Published On: Wed, Dec 9th, 2015

U.S. Cautious on Iran Missile Test Claim

The Obama administration is facing another difficult choice with Iran: As Tehran takes apart much of its nuclear infrastructure to win sanctions relief, how vocally should the White House condemn Iranian violations of United Nations resolutions on other issues?

Based on the first responses Tuesday to reports that Iran had conducted yet another launch of a medium-range ballistic missile, the answer appears to be not very loudly.

Samantha Power, the United States ambassador to the United Nations, said that Washington was “conducting a serious review of the reported incident.” She said that if the review determined that the test occurred, the United States would take the issue up with the Security Council.

American officials did announce some sanctions on Tuesday for ballistic missile tests — but they were against North Korea, for violating Security Council resolutions by launching short- and medium-range missiles in tests last year.
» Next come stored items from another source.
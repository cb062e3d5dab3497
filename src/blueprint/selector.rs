//! Scope selection over blueprint documents.

use super::{BlueprintDocument, EnvironmentEntry, TagValue};

/// Returns `true` when `doc.tags[target_key]` is a list containing
/// `target_value`.
///
/// An absent key, a non-list value, or a list without the value all yield
/// `false`.
#[must_use]
pub fn is_in_scope(doc: &BlueprintDocument, target_key: &str, target_value: &str) -> bool {
    matches!(
        doc.tags.get(target_key),
        Some(TagValue::List(values)) if values.iter().any(|value| value == target_value)
    )
}

/// Yields the environment entries placed in `environment` and `datacenter`,
/// in source order. Entries missing either label never match.
pub fn matching_environments<'a>(
    doc: &'a BlueprintDocument,
    environment: &'a str,
    datacenter: &'a str,
) -> impl Iterator<Item = &'a EnvironmentEntry> + 'a {
    doc.environments
        .iter()
        .filter(move |entry| entry.is_placed_in(environment, datacenter))
}

/// The scope of one audit run: the target tag and the placement to inspect.
#[derive(Clone, Debug, Eq, PartialEq)]
pub struct Selection {
    /// Top-level key whose list must contain `target_value`.
    pub target_key: String,
    /// Value that marks a document as in scope.
    pub target_value: String,
    /// Environment label to match.
    pub environment: String,
    /// Datacenter label to match.
    pub datacenter: String,
}

impl Selection {
    /// Returns `true` when the document carries the target tag.
    #[must_use]
    pub fn includes(&self, doc: &BlueprintDocument) -> bool {
        is_in_scope(doc, &self.target_key, &self.target_value)
    }

    /// Yields the document's entries for the selected placement.
    pub fn environments<'a>(
        &'a self,
        doc: &'a BlueprintDocument,
    ) -> impl Iterator<Item = &'a EnvironmentEntry> + 'a {
        matching_environments(doc, &self.environment, &self.datacenter)
    }

    /// Returns `true` when the document is in scope and declares at least one
    /// entry for the selected placement.
    #[must_use]
    pub fn covers(&self, doc: &BlueprintDocument) -> bool {
        self.includes(doc) && self.environments(doc).next().is_some()
    }
}
//! Test support utilities shared across unit and integration tests.

use std::cell::RefCell;
use std::collections::{BTreeSet, HashMap, VecDeque};
use std::env;
use std::ffi::OsString;
use std::rc::Rc;

use tokio::sync::{Mutex, MutexGuard};

use crate::inventory::{
    CommandOutput, CommandRunner, InventoryOracle, OracleError, RunnerError, VmPresence,
};

/// Scripted command runner that returns pre-seeded outputs in FIFO order.
///
/// Used to drive deterministic command outcomes without spawning processes.
#[derive(Clone, Debug, Default)]
pub struct ScriptedRunner {
    responses: Rc<RefCell<VecDeque<CommandOutput>>>,
    invocations: Rc<RefCell<Vec<CommandInvocation>>>,
}

/// Records a single invocation made through [`ScriptedRunner`].
#[derive(Clone, Debug, Eq, PartialEq)]
pub struct CommandInvocation {
    /// Program name as passed to the runner.
    pub program: String,
    /// Arguments passed to the program.
    pub args: Vec<OsString>,
}

impl CommandInvocation {
    /// Returns a shell-like command string for assertions.
    #[must_use]
    pub fn command_string(&self) -> String {
        let mut parts = Vec::with_capacity(self.args.len() + 1);
        parts.push(self.program.clone());
        parts.extend(
            self.args
                .iter()
                .map(|arg| arg.to_string_lossy().into_owned()),
        );
        parts.join(" ")
    }
}

impl ScriptedRunner {
    /// Creates a new runner with no queued responses.
    #[must_use]
    pub fn new() -> Self {
        Self::default()
    }

    /// Returns a snapshot of all invocations recorded so far.
    #[must_use]
    pub fn invocations(&self) -> Vec<CommandInvocation> {
        self.invocations.borrow().clone()
    }

    /// Pushes a successful exit status with empty output.
    pub fn push_success(&self) {
        self.push_output(Some(0), "", "");
    }

    /// Pushes an explicit command output response.
    pub fn push_output(
        &self,
        code: Option<i32>,
        stdout: impl Into<String>,
        stderr: impl Into<String>,
    ) {
        self.responses.borrow_mut().push_back(CommandOutput {
            code,
            stdout: stdout.into(),
            stderr: stderr.into(),
        });
    }
}

impl CommandRunner for ScriptedRunner {
    fn run(&self, program: &str, args: &[OsString]) -> Result<CommandOutput, RunnerError> {
        self.invocations.borrow_mut().push(CommandInvocation {
            program: program.to_owned(),
            args: args.to_vec(),
        });
        self.responses
            .borrow_mut()
            .pop_front()
            .ok_or_else(|| RunnerError::Spawn {
                program: program.to_owned(),
                message: String::from("no scripted response available"),
            })
    }
}

/// Kind of query recorded by [`ScriptedOracle`].
#[derive(Clone, Copy, Debug, Eq, PartialEq)]
pub enum OracleQuery {
    /// A [`InventoryOracle::vm_presence`] call.
    Presence,
    /// A [`InventoryOracle::private_ips`] call.
    PrivateIps,
}

/// Records a single query made through [`ScriptedOracle`].
#[derive(Clone, Debug, Eq, PartialEq)]
pub struct OracleCall {
    /// Which query was issued.
    pub query: OracleQuery,
    /// Subscription passed to the oracle.
    pub subscription: String,
    /// Resource group passed to the oracle.
    pub resource_group: String,
    /// VM name passed to the oracle.
    pub vm_name: String,
}

/// In-memory inventory keyed by VM name.
///
/// VMs without a scripted presence are reported as found; VMs without
/// scripted IPs report none.
#[derive(Clone, Debug, Default)]
pub struct ScriptedOracle {
    presence: Rc<RefCell<HashMap<String, Result<VmPresence, OracleError>>>>,
    private_ips: Rc<RefCell<HashMap<String, Result<Vec<String>, OracleError>>>>,
    calls: Rc<RefCell<Vec<OracleCall>>>,
}

impl ScriptedOracle {
    /// Creates an oracle in which every VM exists.
    #[must_use]
    pub fn new() -> Self {
        Self::default()
    }

    /// Scripts the presence answer for `vm_name`.
    pub fn set_presence(&self, vm_name: &str, presence: VmPresence) {
        self.presence
            .borrow_mut()
            .insert(vm_name.to_owned(), Ok(presence));
    }

    /// Scripts the private IPs reported for `vm_name`.
    pub fn set_private_ips(&self, vm_name: &str, ips: &[&str]) {
        self.private_ips.borrow_mut().insert(
            vm_name.to_owned(),
            Ok(ips.iter().map(|ip| (*ip).to_owned()).collect()),
        );
    }

    /// Makes every query about `vm_name` fail with `message`.
    pub fn fail_queries(&self, vm_name: &str, message: &str) {
        let error = OracleError::CommandFailure {
            program: String::from("az"),
            status: Some(1),
            status_text: String::from("1"),
            stderr: message.to_owned(),
        };
        self.presence
            .borrow_mut()
            .insert(vm_name.to_owned(), Err(error.clone()));
        self.private_ips
            .borrow_mut()
            .insert(vm_name.to_owned(), Err(error));
    }

    /// Returns a snapshot of all queries recorded so far.
    #[must_use]
    pub fn calls(&self) -> Vec<OracleCall> {
        self.calls.borrow().clone()
    }

    /// Counts the recorded queries of one kind.
    #[must_use]
    pub fn count(&self, query: OracleQuery) -> usize {
        self.calls
            .borrow()
            .iter()
            .filter(|call| call.query == query)
            .count()
    }

    fn record(&self, query: OracleQuery, subscription: &str, resource_group: &str, vm_name: &str) {
        self.calls.borrow_mut().push(OracleCall {
            query,
            subscription: subscription.to_owned(),
            resource_group: resource_group.to_owned(),
            vm_name: vm_name.to_owned(),
        });
    }
}

impl InventoryOracle for ScriptedOracle {
    fn vm_presence(
        &self,
        subscription: &str,
        resource_group: &str,
        vm_name: &str,
    ) -> Result<VmPresence, OracleError> {
        self.record(OracleQuery::Presence, subscription, resource_group, vm_name);
        self.presence
            .borrow()
            .get(vm_name)
            .cloned()
            .unwrap_or(Ok(VmPresence::Found))
    }

    fn private_ips(
        &self,
        subscription: &str,
        resource_group: &str,
        vm_name: &str,
    ) -> Result<Vec<String>, OracleError> {
        self.record(OracleQuery::PrivateIps, subscription, resource_group, vm_name);
        self.private_ips
            .borrow()
            .get(vm_name)
            .cloned()
            .unwrap_or_else(|| Ok(Vec::new()))
    }
}

/// Global mutex used to serialise environment mutation in tests.
pub static ENV_LOCK: Mutex<()> = Mutex::const_new(());

/// Guard that holds the env mutex and restores variables on drop.
pub struct EnvGuard {
    previous: Vec<(String, Option<OsString>)>,
    _guard: MutexGuard<'static, ()>,
}

impl EnvGuard {
    /// Sets multiple environment variables while holding a global mutex.
    pub async fn set_vars(pairs: &[(&str, &str)]) -> Self {
        debug_assert!(
            {
                let mut seen = BTreeSet::new();
                pairs.iter().all(|(key, _)| seen.insert(*key))
            },
            "duplicate environment variable keys passed to EnvGuard::set_vars"
        );

        let guard = ENV_LOCK.lock().await;
        let mut previous = Vec::with_capacity(pairs.len());
        for (key, value) in pairs {
            let old = env::var_os(key);
            // SAFETY: Environment mutation is serialised by `ENV_LOCK`, preventing races.
            unsafe { env::set_var(key, value) };
            previous.push(((*key).to_owned(), old));
        }

        Self {
            previous,
            _guard: guard,
        }
    }
}

impl Drop for EnvGuard {
    fn drop(&mut self) {
        for (key, old) in &self.previous {
            // SAFETY: Environment mutation is serialised by holding `_guard`.
            unsafe {
                match old {
                    Some(val) => env::set_var(key, val),
                    None => env::remove_var(key),
                }
            }
        }
    }
}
Before the Iran nuclear accord, the White House regularly condemned Tehran’s tests. But now, officials say privately, they believe that the tests may be the work of angry elements in Iran’s military who hope to derail the nuclear accord and preserve their atomic infrastructure.

“We’re seeing a lot of infighting within Iran now,” one senior American official said.

Outside analysts seemed to have little doubt about what the Iranians launched on Nov. 21: a Ghadr-110, a version of the country’s Shahab-3 missile. That missile figured in the nuclear negotiations, because of evidence that Iran had conducted studies about how to shrink a nuclear device to fit into the Shahab’s nose cone.

The November test, if confirmed, would be a clear violation of Security Council Resolution 1929, which remains in force until the nuclear accord goes into effect — probably in January. After that, a new Security Council resolution will take effect, in which Iran is “called upon” to stop work for eight years on any ballistic missiles that could deliver a nuclear weapon. But the test would not violate the nuclear accord itself.